Multi-class Classification vs Multi-label Classification vs Multi-output Classification

Multi-class Classification vs Multi-label Classification vs Multi-output Classification

Let's consider the popular dataset MNIST Digits. It has pictures of the same size of hand-written numbers from 0 to 9. We will use it to illustrate those terms.

Multi-class classification is the problem of classifying instances into one of three or more classes.

Considering the dataset we have, if we want to assign each picture to its correct label (The number written in the picture) then this is considered as Multi-class classification as we have a an instance of data to be assigned to one of 10 classes.

Multi-label Classification Such a classification system outputs multiple binary tags on two or more classes.

Consider a face-recognition classifier: You need to know which of Alice, Bob, and Charlie is in the picture. It should attach one tag per person it recognizes. Say the classifier has been trained to recognize their three faces. Then when the classifier is shown a picture of Alice and Charlie, it should output [True, False, True] (meaning “Alice yes, Bob no, Charlie yes”). 

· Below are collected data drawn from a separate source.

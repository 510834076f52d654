use axum::{
    extract::{FromRequest, Request},
    Json,
};
use serde::de::DeserializeOwned;
use service_core::error::AppError;
use validator::Validate;

/// Json extractor that runs the DTO's validator rules before the handler
/// sees the payload. Undecodable bodies map to 400, rule violations
/// to 422, both through the shared error type.
pub struct ValidatedJson<T>(pub T);

#[axum::async_trait]
impl<T, S> FromRequest<S> for ValidatedJson<T>
where
    T: DeserializeOwned + Validate,
    S: Send + Sync,
{
    type Rejection = AppError;

    async fn from_request(req: Request, state: &S) -> Result<Self, Self::Rejection> {
        let Json(value) = Json::<T>::from_request(req, state)
            .await
            .map_err(|e| AppError::BadRequest(anyhow::anyhow!("Json parse error: {}", e)))?;

        value.validate()?;

        Ok(ValidatedJson(value))
    }
}
//! bcrypt hashing for login passwords and refresh-token secrets.
//!
//! bcrypt embeds salt and cost in the hash string, so the cost factor can
//! be raised later without invalidating already-stored hashes. Both hash
//! and verify are deliberately slow, so they run on the blocking thread
//! pool rather than stalling the async runtime.

use std::fmt;

/// Newtype for plaintext secrets to prevent accidental logging.
#[derive(Clone)]
pub struct Password(String);

impl fmt::Debug for Password {
    fn fmt(&self, f: &mut fmt::Formatter<'_>) -> fmt::Result {
        f.write_str("Password(<redacted>)")
    }
}

impl Password {
    pub fn new(password: String) -> Self {
        Self(password)
    }

    pub fn as_str(&self) -> &str {
        &self.0
    }
}

/// Newtype for stored hashes.
#[derive(Clone)]
pub struct PasswordHashString(String);

impl fmt::Debug for PasswordHashString {
    fn fmt(&self, f: &mut fmt::Formatter<'_>) -> fmt::Result {
        f.write_str("PasswordHashString(<redacted>)")
    }
}

impl PasswordHashString {
    pub fn new(hash: String) -> Self {
        Self(hash)
    }

    pub fn as_str(&self) -> &str {
        &self.0
    }

    pub fn into_string(self) -> String {
        self.0
    }
}

/// Hash a secret with bcrypt at the given cost factor.
pub async fn hash_password(
    password: &Password,
    cost: u32,
) -> Result<PasswordHashString, anyhow::Error> {
    let plain = password.0.clone();
    let hash = tokio::task::spawn_blocking(move || bcrypt::hash(plain, cost))
        .await
        .map_err(|e| anyhow::anyhow!("Hashing task failed: {}", e))?
        .map_err(|e| anyhow::anyhow!("Failed to hash password: {}", e))?;

    Ok(PasswordHashString(hash))
}

/// Verify a secret against a stored bcrypt hash.
///
/// Returns Ok(false) on mismatch; Err only for malformed hashes.
pub async fn verify_password(
    password: &Password,
    password_hash: &PasswordHashString,
) -> Result<bool, anyhow::Error> {
    let plain = password.0.clone();
    let hash = password_hash.0.clone();
    tokio::task::spawn_blocking(move || bcrypt::verify(plain, &hash))
        .await
        .map_err(|e| anyhow::anyhow!("Verification task failed: {}", e))?
        .map_err(|e| anyhow::anyhow!("Invalid password hash format: {}", e))
}

#[cfg(test)]
mod tests {
    use super::*;

    // Minimum bcrypt cost keeps the tests fast
    const TEST_COST: u32 = 4;

    #[tokio::test]
    async fn hash_is_not_plaintext() {
        let password = Password::new("mySecurePassword123".to_string());
        let hash = hash_password(&password, TEST_COST).await.unwrap();

        assert_ne!(hash.as_str(), password.as_str());
        assert!(hash.as_str().starts_with("$2"));
    }

    #[tokio::test]
    async fn correct_password_verifies() {
        let password = Password::new("mySecurePassword123".to_string());
        let hash = hash_password(&password, TEST_COST).await.unwrap();

        assert!(verify_password(&password, &hash).await.unwrap());
    }

    #[tokio::test]
    async fn wrong_password_fails_verification() {
        let password = Password::new("mySecurePassword123".to_string());
        let hash = hash_password(&password, TEST_COST).await.unwrap();

        let wrong = Password::new("wrongPassword".to_string());
        assert!(!verify_password(&wrong, &hash).await.unwrap());
    }

    #[test]
    fn debug_output_redacts_secrets() {
        let password = Password::new("mySecurePassword123".to_string());
        let hash = PasswordHashString::new("$2b$04$abcdefghijklmnopqrstuv".to_string());

        let password_dbg = format!("{:?}", password);
        let hash_dbg = format!("{:?}", hash);
        assert!(!password_dbg.contains("mySecurePassword123"));
        assert!(!hash_dbg.contains("$2b$"));
        assert!(password_dbg.contains("redacted"));
        assert!(hash_dbg.contains("redacted"));
    }

    #[tokio::test]
    async fn same_password_produces_distinct_hashes() {
        let password = Password::new("mySecurePassword123".to_string());
        let hash1 = hash_password(&password, TEST_COST).await.unwrap();
        let hash2 = hash_password(&password, TEST_COST).await.unwrap();

        // Random salt per hash
        assert_ne!(hash1.as_str(), hash2.as_str());
        assert!(verify_password(&password, &hash1).await.unwrap());
        assert!(verify_password(&password, &hash2).await.unwrap());
    }
}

In our MNIST dataset, what if you want to know two things about each picture:

  1. Does the picture has number 7 or more?
  2. Does the picture has an odd number?

So, you would get a boolean output for each class.

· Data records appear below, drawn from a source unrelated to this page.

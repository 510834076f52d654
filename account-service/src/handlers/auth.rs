//! Authentication handlers: register, login, refresh and logout.

use axum::{
    extract::State,
    http::StatusCode,
    response::IntoResponse,
    Json,
};
use service_core::error::AppError;

use crate::{
    dtos::{LoginRequest, MessageResponse, RefreshRequest, RegisterRequest},
    middleware::AuthUser,
    utils::ValidatedJson,
    AppState,
};

/// Register a new account. Returns a token pair for the fresh session.
pub async fn register(
    State(state): State<AppState>,
    ValidatedJson(payload): ValidatedJson<RegisterRequest>,
) -> Result<impl IntoResponse, AppError> {
    let pair = state
        .sessions
        .register(&payload.email, &payload.name, &payload.password)
        .await?;

    Ok((StatusCode::CREATED, Json(pair)))
}

/// Authenticate with email and password.
pub async fn login(
    State(state): State<AppState>,
    ValidatedJson(payload): ValidatedJson<LoginRequest>,
) -> Result<impl IntoResponse, AppError> {
    let pair = state
        .sessions
        .login(&payload.email, &payload.password)
        .await?;

    Ok(Json(pair))
}

/// Exchange a single-use refresh token for a new token pair.
pub async fn refresh(
    State(state): State<AppState>,
    ValidatedJson(payload): ValidatedJson<RefreshRequest>,
) -> Result<impl IntoResponse, AppError> {
    let pair = state
        .sessions
        .refresh(payload.user_id, &payload.refresh_token)
        .await?;

    Ok(Json(pair))
}

/// Revoke every refresh token belonging to the authenticated user.
pub async fn logout(
    State(state): State<AppState>,
    AuthUser(claims): AuthUser,
) -> Result<impl IntoResponse, AppError> {
    let user_id = claims.subject()?;
    state.sessions.logout(user_id).await?;

    Ok(Json(MessageResponse {
        message: "Logged out".to_string(),
    }))
}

Note: Sometimes you may need to consider the output of the first class while predicting the second class. In other words, notice that the first class outputs  (7, 8, or 9) which is twice more likely to be odd than even. So, the second classifier might need to consider that pattern while predicting its label, but how?

The models can be organized in a chain: when a model makes a prediction, it uses the input features plus all the predictions of the models that come before it in the chain. The "ChainClassifier" by Scikit-Learn does that!


Multi-output Classification It is a generalization of multilabel classification where each label can be multiclass.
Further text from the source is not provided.